Dataset entries:
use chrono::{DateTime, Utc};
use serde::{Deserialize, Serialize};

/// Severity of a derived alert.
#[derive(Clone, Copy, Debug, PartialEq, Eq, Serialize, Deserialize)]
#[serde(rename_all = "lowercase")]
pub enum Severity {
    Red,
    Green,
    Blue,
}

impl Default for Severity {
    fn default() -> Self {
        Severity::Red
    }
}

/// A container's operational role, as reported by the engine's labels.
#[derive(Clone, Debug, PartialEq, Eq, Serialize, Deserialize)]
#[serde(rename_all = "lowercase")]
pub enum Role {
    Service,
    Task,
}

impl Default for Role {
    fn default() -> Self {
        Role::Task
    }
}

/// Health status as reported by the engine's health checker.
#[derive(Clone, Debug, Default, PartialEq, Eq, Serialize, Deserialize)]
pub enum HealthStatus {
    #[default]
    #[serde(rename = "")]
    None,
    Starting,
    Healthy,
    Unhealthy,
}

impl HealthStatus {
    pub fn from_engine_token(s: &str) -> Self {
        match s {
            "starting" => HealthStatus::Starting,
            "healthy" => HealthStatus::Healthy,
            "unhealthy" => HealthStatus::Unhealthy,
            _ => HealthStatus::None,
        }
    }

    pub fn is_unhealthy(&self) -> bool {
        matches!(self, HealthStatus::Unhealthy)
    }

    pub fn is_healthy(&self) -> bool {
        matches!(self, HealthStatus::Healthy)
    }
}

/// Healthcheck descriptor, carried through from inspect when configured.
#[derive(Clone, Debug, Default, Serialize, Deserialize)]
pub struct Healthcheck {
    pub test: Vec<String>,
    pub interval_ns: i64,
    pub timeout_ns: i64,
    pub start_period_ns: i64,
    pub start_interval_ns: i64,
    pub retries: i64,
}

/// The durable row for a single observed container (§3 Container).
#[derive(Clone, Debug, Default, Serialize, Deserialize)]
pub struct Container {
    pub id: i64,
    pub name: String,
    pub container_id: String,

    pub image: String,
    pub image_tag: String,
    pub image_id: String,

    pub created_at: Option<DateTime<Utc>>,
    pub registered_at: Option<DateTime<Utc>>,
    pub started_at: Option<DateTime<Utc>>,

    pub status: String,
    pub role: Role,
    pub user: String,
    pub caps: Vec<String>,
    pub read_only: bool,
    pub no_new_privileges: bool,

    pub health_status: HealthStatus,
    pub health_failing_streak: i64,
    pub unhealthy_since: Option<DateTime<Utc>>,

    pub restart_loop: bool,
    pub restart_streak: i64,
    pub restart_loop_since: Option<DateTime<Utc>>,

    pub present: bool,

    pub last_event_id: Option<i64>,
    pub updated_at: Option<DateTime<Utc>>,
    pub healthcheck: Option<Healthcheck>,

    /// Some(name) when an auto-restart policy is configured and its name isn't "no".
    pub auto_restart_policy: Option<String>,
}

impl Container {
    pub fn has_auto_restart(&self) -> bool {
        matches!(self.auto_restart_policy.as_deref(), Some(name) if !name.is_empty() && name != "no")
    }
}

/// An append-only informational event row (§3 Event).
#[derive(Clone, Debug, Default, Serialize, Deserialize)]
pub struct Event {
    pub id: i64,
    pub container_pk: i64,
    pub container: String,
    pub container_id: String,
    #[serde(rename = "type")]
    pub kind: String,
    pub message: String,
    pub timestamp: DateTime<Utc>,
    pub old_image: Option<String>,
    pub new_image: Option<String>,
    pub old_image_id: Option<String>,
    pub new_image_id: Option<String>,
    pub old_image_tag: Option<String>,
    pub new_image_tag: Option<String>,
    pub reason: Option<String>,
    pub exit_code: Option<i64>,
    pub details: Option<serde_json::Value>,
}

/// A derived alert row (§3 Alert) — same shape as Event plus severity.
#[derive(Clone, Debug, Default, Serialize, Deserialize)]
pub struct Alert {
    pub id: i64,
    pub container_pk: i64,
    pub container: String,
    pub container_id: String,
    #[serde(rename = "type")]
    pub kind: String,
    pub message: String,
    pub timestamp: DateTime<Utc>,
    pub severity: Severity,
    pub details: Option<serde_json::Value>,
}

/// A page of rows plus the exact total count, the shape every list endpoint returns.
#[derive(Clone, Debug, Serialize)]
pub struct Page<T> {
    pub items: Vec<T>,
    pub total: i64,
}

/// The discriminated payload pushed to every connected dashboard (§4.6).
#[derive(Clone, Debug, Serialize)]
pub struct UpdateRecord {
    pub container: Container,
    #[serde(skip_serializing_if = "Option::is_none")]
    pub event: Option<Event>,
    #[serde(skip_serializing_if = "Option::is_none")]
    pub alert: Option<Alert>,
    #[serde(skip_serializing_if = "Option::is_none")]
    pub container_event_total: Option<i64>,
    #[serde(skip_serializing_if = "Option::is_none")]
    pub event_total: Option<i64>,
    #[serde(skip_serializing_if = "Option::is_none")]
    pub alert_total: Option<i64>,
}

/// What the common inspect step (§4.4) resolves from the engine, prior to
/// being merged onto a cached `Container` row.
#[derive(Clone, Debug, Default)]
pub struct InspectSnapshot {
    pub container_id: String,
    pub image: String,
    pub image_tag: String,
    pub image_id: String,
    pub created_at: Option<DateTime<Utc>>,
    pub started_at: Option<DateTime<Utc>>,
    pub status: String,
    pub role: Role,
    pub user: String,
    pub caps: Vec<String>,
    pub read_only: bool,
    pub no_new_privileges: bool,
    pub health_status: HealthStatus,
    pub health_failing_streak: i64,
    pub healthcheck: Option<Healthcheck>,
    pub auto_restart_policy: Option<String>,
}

### EXERCISE BRIEF
From the first line to the last, retype the records exactly as they stand above.

### YOUR RESPONSE
use chrono::{DateTime, Utc};
use serde::{Deserialize, Serialize};

/// Severity of a derived alert.
#[derive(Clone, Copy, Debug, PartialEq, Eq, Serialize, Deserialize)]
#[serde(rename_all = "lowercase")]
pub enum Severity {
    Red,
    Green,
    Blue,
}

impl Default for Severity {
    fn default() -> Self {
        Severity::Red
    }
}

/// A container's operational role, as reported by the engine's labels.
#[derive(Clone, Debug, PartialEq, Eq, Serialize, Deserialize)]
#[serde(rename_all = "lowercase")]
pub enum Role {
    Service,
    Task,
}

impl Default for Role {
    fn default() -> Self {
        Role::Task
    }
}

/// Health status as reported by the engine's health checker.
#[derive(Clone, Debug, Default, PartialEq, Eq, Serialize, Deserialize)]
pub enum HealthStatus {
    #[default]
    #[serde(rename = "")]
    None,
    Starting,
    Healthy,
    Unhealthy,
}

impl HealthStatus {
    pub fn from_engine_token(s: &str) -> Self {
        match s {
            "starting" => HealthStatus::Starting,
            "healthy" => HealthStatus::Healthy,
            "unhealthy" => HealthStatus::Unhealthy,
            _ => HealthStatus::None,
        }
    }

    pub fn is_unhealthy(&self) -> bool {
        matches!(self, HealthStatus::Unhealthy)
    }

    pub fn is_healthy(&self) -> bool {
        matches!(self, HealthStatus::Healthy)
    }
}

/// Healthcheck descriptor, carried through from inspect when configured.
#[derive(Clone, Debug, Default, Serialize, Deserialize)]
pub struct Healthcheck {
    pub test: Vec<String>,
    pub interval_ns: i64,
    pub timeout_ns: i64,
    pub start_period_ns: i64,
    pub start_interval_ns: i64,
    pub retries: i64,
}

/// The durable row for a single observed container (§3 Container).
#[derive(Clone, Debug, Default, Serialize, Deserialize)]
pub struct Container {
    pub id: i64,
    pub name: String,
    pub container_id: String,

    pub image: String,
    pub image_tag: String,
    pub image_id: String,

    pub created_at: Option<DateTime<Utc>>,
    pub registered_at: Option<DateTime<Utc>>,
    pub started_at: Option<DateTime<Utc>>,

    pub status: String,
    pub role: Role,
    pub user: String,
    pub caps: Vec<String>,
    pub read_only: bool,
    pub no_new_privileges: bool,

    pub health_status: HealthStatus,
    pub health_failing_streak: i64,
    pub unhealthy_since: Option<DateTime<Utc>>,

    pub restart_loop: bool,
    pub restart_streak: i64,
    pub restart_loop_since: Option<DateTime<Utc>>,

    pub present: bool,

    pub last_event_id: Option<i64>,
    pub updated_at: Option<DateTime<Utc>>,
    pub healthcheck: Option<Healthcheck>,

    /// Some(name) when an auto-restart policy is configured and its name isn't "no".
    pub auto_restart_policy: Option<String>,
}

impl Container {
    pub fn has_auto_restart(&self) -> bool {
        matches!(self.auto_restart_policy.as_deref(), Some(name) if !name.is_empty() && name != "no")
    }
}

/// An append-only informational event row (§3 Event).
#[derive(Clone, Debug, Default, Serialize, Deserialize)]
pub struct Event {
    pub id: i64,
    pub container_pk: i64,
    pub container: String,
    pub container_id: String,
    #[serde(rename = "type")]
    pub kind: String,
    pub message: String,
    pub timestamp: DateTime<Utc>,
    pub old_image: Option<String>,
    pub new_image: Option<String>,
    pub old_image_id: Option<String>,
    pub new_image_id: Option<String>,
    pub old_image_tag: Option<String>,
    pub new_image_tag: Option<String>,
    pub reason: Option<String>,
    pub exit_code: Option<i64>,
    pub details: Option<serde_json::Value>,
}

/// A derived alert row (§3 Alert) — same shape as Event plus severity.
#[derive(Clone, Debug, Default, Serialize, Deserialize)]
pub struct Alert {
    pub id: i64,
    pub container_pk: i64,
    pub container: String,
    pub container_id: String,
    #[serde(rename = "type")]
    pub kind: String,
    pub message: String,
    pub timestamp: DateTime<Utc>,
    pub severity: Severity,
    pub details: Option<serde_json::Value>,
}

/// A page of rows plus the exact total count, the shape every list endpoint returns.
#[derive(Clone, Debug, Serialize)]
pub struct Page<T> {
    pub items: Vec<T>,
    pub total: i64,
}

/// The discriminated payload pushed to every connected dashboard (§4.6).
#[derive(Clone, Debug, Serialize)]
pub struct UpdateRecord {
    pub container: Container,
    #[serde(skip_serializing_if = "Option::is_none")]
    pub event: Option<Event>,
    #[serde(skip_serializing_if = "Option::is_none")]
    pub alert: Option<Alert>,
    #[serde(skip_serializing_if = "Option::is_none")]
    pub container_event_total: Option<i64>,
    #[serde(skip_serializing_if = "Option::is_none")]
    pub event_total: Option<i64>,
    #[serde(skip_serializing_if = "Option::is_none")]
    pub alert_total: Option<i64>,
}

/// What the common inspect step (§4.4) resolves from the engine, prior to
/// being merged onto a cached `Container` row.
#[derive(Clone, Debug, Default)]
pub struct InspectSnapshot {
    pub container_id: String,
    pub image: String,
    pub image_tag: String,
    pub image_id: String,
    pub created_at: Option<DateTime<Utc>>,
    pub started_at: Option<DateTime<Utc>>,
    pub status: String,
    pub role: Role,
    pub user: String,
    pub caps: Vec<String>,
    pub read_only: bool,
    pub no_new_privileges: bool,
    pub health_status: HealthStatus,
    pub health_failing_streak: i64,
    pub healthcheck: Option<Healthcheck>,
    pub auto_restart_policy: Option<String>,
}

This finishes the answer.